Input material ->

▶

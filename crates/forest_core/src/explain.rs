//! Path-dependent TreeSHAP attribution for the forest
//!
//! Decomposes the positive-class probability of one sample into a baseline
//! (the cover-weighted expected output) plus one additive contribution per
//! feature. For every sample:
//!
//! ```text
//! baseline + sum(contributions) == forest.predict_proba(x)
//! ```
//!
//! Each tree is explained with the polynomial-time path algorithm
//! (Lundberg et al., "Consistent Individualized Feature Attribution for Tree
//! Ensembles"); the forest attribution is the mean over trees.

use crate::errors::Result;
use crate::forest::ForestModel;
use crate::tree::Tree;
use serde::{Deserialize, Serialize};
use std::sync::Arc;

/// Additive decomposition of one prediction
#[derive(Debug, Clone, PartialEq, Serialize, Deserialize)]
pub struct Attribution {
    /// One contribution per feature, in schema order
    pub contributions: Vec<f64>,
    /// Expected model output over the training distribution
    pub baseline: f64,
}

impl Attribution {
    /// `baseline + sum(contributions)`
    pub fn raw_output(&self) -> f64 {
        self.baseline + self.contributions.iter().sum::<f64>()
    }
}

/// Explainer bound to one trained forest
#[derive(Debug, Clone)]
pub struct TreeExplainer {
    model: Arc<ForestModel>,
    expected_value: f64,
}

impl TreeExplainer {
    pub fn build(model: Arc<ForestModel>) -> Self {
        let expected_value = model.expected_value();
        Self {
            model,
            expected_value,
        }
    }

    /// Baseline of the positive-class channel
    pub fn expected_value(&self) -> f64 {
        self.expected_value
    }

    pub fn model(&self) -> &ForestModel {
        &self.model
    }

    /// Attribute the positive-class probability of a scaled sample
    pub fn explain(&self, features: &[f64]) -> Result<Attribution> {
        self.model.check_features(features)?;

        let mut phi = vec![0.0; self.model.feature_count];
        for tree in &self.model.trees {
            tree_shap(tree, features, &mut phi);
        }

        let n = self.model.trees.len() as f64;
        for value in &mut phi {
            *value /= n;
        }

        Ok(Attribution {
            contributions: phi,
            baseline: self.expected_value,
        })
    }
}

#[derive(Debug, Clone, Copy)]
struct PathElement {
    /// `None` for the root placeholder
    feature: Option<usize>,
    zero_fraction: f64,
    one_fraction: f64,
    weight: f64,
}

/// Accumulate the SHAP values of one tree into `phi`
fn tree_shap(tree: &Tree, x: &[f64], phi: &mut [f64]) {
    if tree.nodes.is_empty() {
        return;
    }
    recurse(tree, x, phi, 0, Vec::new(), 1.0, 1.0, None);
}

#[allow(clippy::too_many_arguments)]
fn recurse(
    tree: &Tree,
    x: &[f64],
    phi: &mut [f64],
    node_idx: usize,
    path: Vec<PathElement>,
    zero_fraction: f64,
    one_fraction: f64,
    feature: Option<usize>,
) {
    let mut path = extend(path, zero_fraction, one_fraction, feature);
    let node = &tree.nodes[node_idx];

    if node.is_leaf() {
        for i in 1..path.len() {
            let w = unwound_sum(&path, i);
            let el = path[i];
            if let Some(f) = el.feature {
                phi[f] += w * (el.one_fraction - el.zero_fraction) * node.value;
            }
        }
        return;
    }

    let split = node.feature_idx as usize;
    let (hot, cold) = if x[split] <= node.threshold {
        (node.left as usize, node.right as usize)
    } else {
        (node.right as usize, node.left as usize)
    };

    let mut incoming_zero = 1.0;
    let mut incoming_one = 1.0;
    // A feature already on the path is undone before re-entering it.
    if let Some(k) = path.iter().position(|el| el.feature == Some(split)) {
        incoming_zero = path[k].zero_fraction;
        incoming_one = path[k].one_fraction;
        path = unwind(path, k);
    }

    let hot_cover = tree.nodes[hot].cover / node.cover;
    let cold_cover = tree.nodes[cold].cover / node.cover;

    recurse(
        tree,
        x,
        phi,
        hot,
        path.clone(),
        incoming_zero * hot_cover,
        incoming_one,
        Some(split),
    );
    recurse(
        tree,
        x,
        phi,
        cold,
        path,
        incoming_zero * cold_cover,
        0.0,
        Some(split),
    );
}

fn extend(
    mut path: Vec<PathElement>,
    zero_fraction: f64,
    one_fraction: f64,
    feature: Option<usize>,
) -> Vec<PathElement> {
    let depth = path.len();
    path.push(PathElement {
        feature,
        zero_fraction,
        one_fraction,
        weight: if depth == 0 { 1.0 } else { 0.0 },
    });

    let denom = (depth + 1) as f64;
    for i in (0..depth).rev() {
        path[i + 1].weight += one_fraction * path[i].weight * (i + 1) as f64 / denom;
        path[i].weight = zero_fraction * path[i].weight * (depth - i) as f64 / denom;
    }
    path
}

fn unwind(mut path: Vec<PathElement>, index: usize) -> Vec<PathElement> {
    let len = path.len();
    let one = path[index].one_fraction;
    let zero = path[index].zero_fraction;
    let l = len as f64;
    let mut next = path[len - 1].weight;

    for j in (0..len - 1).rev() {
        let pos = (j + 1) as f64;
        if one != 0.0 {
            let tmp = path[j].weight;
            path[j].weight = next * l / (pos * one);
            next = tmp - path[j].weight * zero * (l - pos) / l;
        } else {
            path[j].weight = path[j].weight * l / (zero * (l - pos));
        }
    }

    for j in index..len - 1 {
        path[j].feature = path[j + 1].feature;
        path[j].zero_fraction = path[j + 1].zero_fraction;
        path[j].one_fraction = path[j + 1].one_fraction;
    }
    path.truncate(len - 1);
    path
}

/// Total path weight with element `index` removed
fn unwound_sum(path: &[PathElement], index: usize) -> f64 {
    let len = path.len();
    let one = path[index].one_fraction;
    let zero = path[index].zero_fraction;
    let l = len as f64;
    let mut next = path[len - 1].weight;
    let mut total = 0.0;

    for j in (0..len - 1).rev() {
        let pos = (j + 1) as f64;
        if one != 0.0 {
            let tmp = next * l / (pos * one);
            total += tmp;
            next = path[j].weight - tmp * zero * (l - pos) / l;
        } else {
            total += path[j].weight * l / (zero * (l - pos));
        }
    }
    total
}

#[cfg(test)]
mod tests {
    use super::*;
    use crate::tree::Node;

    fn assert_close(a: f64, b: f64) {
        assert!((a - b).abs() < 1e-9, "{a} != {b}");
    }

    fn explainer(trees: Vec<Tree>, feature_count: usize) -> TreeExplainer {
        TreeExplainer::build(Arc::new(ForestModel::new(trees, feature_count).unwrap()))
    }

    #[test]
    fn test_single_split_attribution() {
        // x0 <= 0 -> 0.2 (cover 6), else 0.9 (cover 4); baseline 0.48
        let tree = Tree::new(vec![
            Node::internal(0, 0, 0.0, 1, 2, 10.0, 0.48),
            Node::leaf(1, 6.0, 0.2),
            Node::leaf(2, 4.0, 0.9),
        ]);
        let explainer = explainer(vec![tree], 2);
        let attribution = explainer.explain(&[1.0, 5.0]).unwrap();

        assert_close(attribution.baseline, 0.48);
        assert_close(attribution.contributions[0], 0.9 - 0.48);
        assert_close(attribution.contributions[1], 0.0);
        assert_close(attribution.raw_output(), 0.9);
    }

    #[test]
    fn test_two_feature_tree_matches_shapley_values() {
        // Root splits x0, both children split x1. Uniform covers.
        //   x0<=0, x1<=0 -> 0.0   x0<=0, x1>0 -> 0.4
        //   x0>0,  x1<=0 -> 0.6   x0>0,  x1>0 -> 1.0
        let tree = Tree::new(vec![
            Node::internal(0, 0, 0.0, 1, 4, 8.0, 0.5),
            Node::internal(1, 1, 0.0, 2, 3, 4.0, 0.2),
            Node::leaf(2, 2.0, 0.0),
            Node::leaf(3, 2.0, 0.4),
            Node::internal(4, 1, 0.0, 5, 6, 4.0, 0.8),
            Node::leaf(5, 2.0, 0.6),
            Node::leaf(6, 2.0, 1.0),
        ]);
        let explainer = explainer(vec![tree], 2);
        let attribution = explainer.explain(&[1.0, 1.0]).unwrap();

        // f is additive (0.6 * [x0>0] + 0.4 * [x1>0]), so the Shapley
        // values are each term minus its mean.
        assert_close(attribution.baseline, 0.5);
        assert_close(attribution.contributions[0], 0.3);
        assert_close(attribution.contributions[1], 0.2);
        assert_close(attribution.raw_output(), 1.0);
    }

    #[test]
    fn test_repeated_feature_on_path_is_additive() {
        let tree = Tree::new(vec![
            Node::internal(0, 0, 0.0, 1, 2, 10.0, 0.5),
            Node::leaf(1, 4.0, 0.1),
            Node::internal(2, 0, 1.0, 3, 4, 6.0, 0.7),
            Node::leaf(3, 3.0, 0.5),
            Node::internal(4, 1, 0.0, 5, 6, 3.0, 0.9),
            Node::leaf(5, 1.0, 0.7),
            Node::leaf(6, 2.0, 1.0),
        ]);
        let explainer = explainer(vec![tree.clone()], 2);

        for x in [[-1.0, -1.0], [0.5, 3.0], [2.0, -1.0], [2.0, 2.0]] {
            let attribution = explainer.explain(&x).unwrap();
            assert_close(attribution.raw_output(), tree.evaluate(&x));
        }
    }

    #[test]
    fn test_forest_attribution_is_mean_over_trees() {
        let t1 = Tree::new(vec![
            Node::internal(0, 0, 0.0, 1, 2, 10.0, 0.5),
            Node::leaf(1, 5.0, 0.2),
            Node::leaf(2, 5.0, 0.8),
        ]);
        let t2 = Tree::new(vec![
            Node::internal(0, 1, 1.0, 1, 2, 10.0, 0.4),
            Node::leaf(1, 8.0, 0.25),
            Node::leaf(2, 2.0, 1.0),
        ]);
        let explainer = explainer(vec![t1, t2], 2);
        let x = [1.0, 2.0];
        let attribution = explainer.explain(&x).unwrap();

        assert_close(attribution.contributions[0], (0.8 - 0.5) / 2.0);
        assert_close(attribution.contributions[1], (1.0 - 0.4) / 2.0);
        assert_close(
            attribution.raw_output(),
            explainer.model().predict_proba(&x).unwrap(),
        );
    }

    #[test]
    fn test_wrong_dimension_rejected() {
        let tree = Tree::new(vec![Node::leaf(0, 1.0, 0.3)]);
        let explainer = explainer(vec![tree], 2);
        assert!(explainer.explain(&[0.0]).is_err());

        let attribution = explainer.explain(&[0.0, 0.0]).unwrap();
        assert_eq!(attribution.contributions, vec![0.0, 0.0]);
        assert_close(attribution.baseline, 0.3);
    }
}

◀

Exercise details ->
Find the lines above that contain the word "Deserialize" and collect them.

Answer ->
use serde::{Deserialize, Serialize};
#[derive(Debug, Clone, PartialEq, Serialize, Deserialize)]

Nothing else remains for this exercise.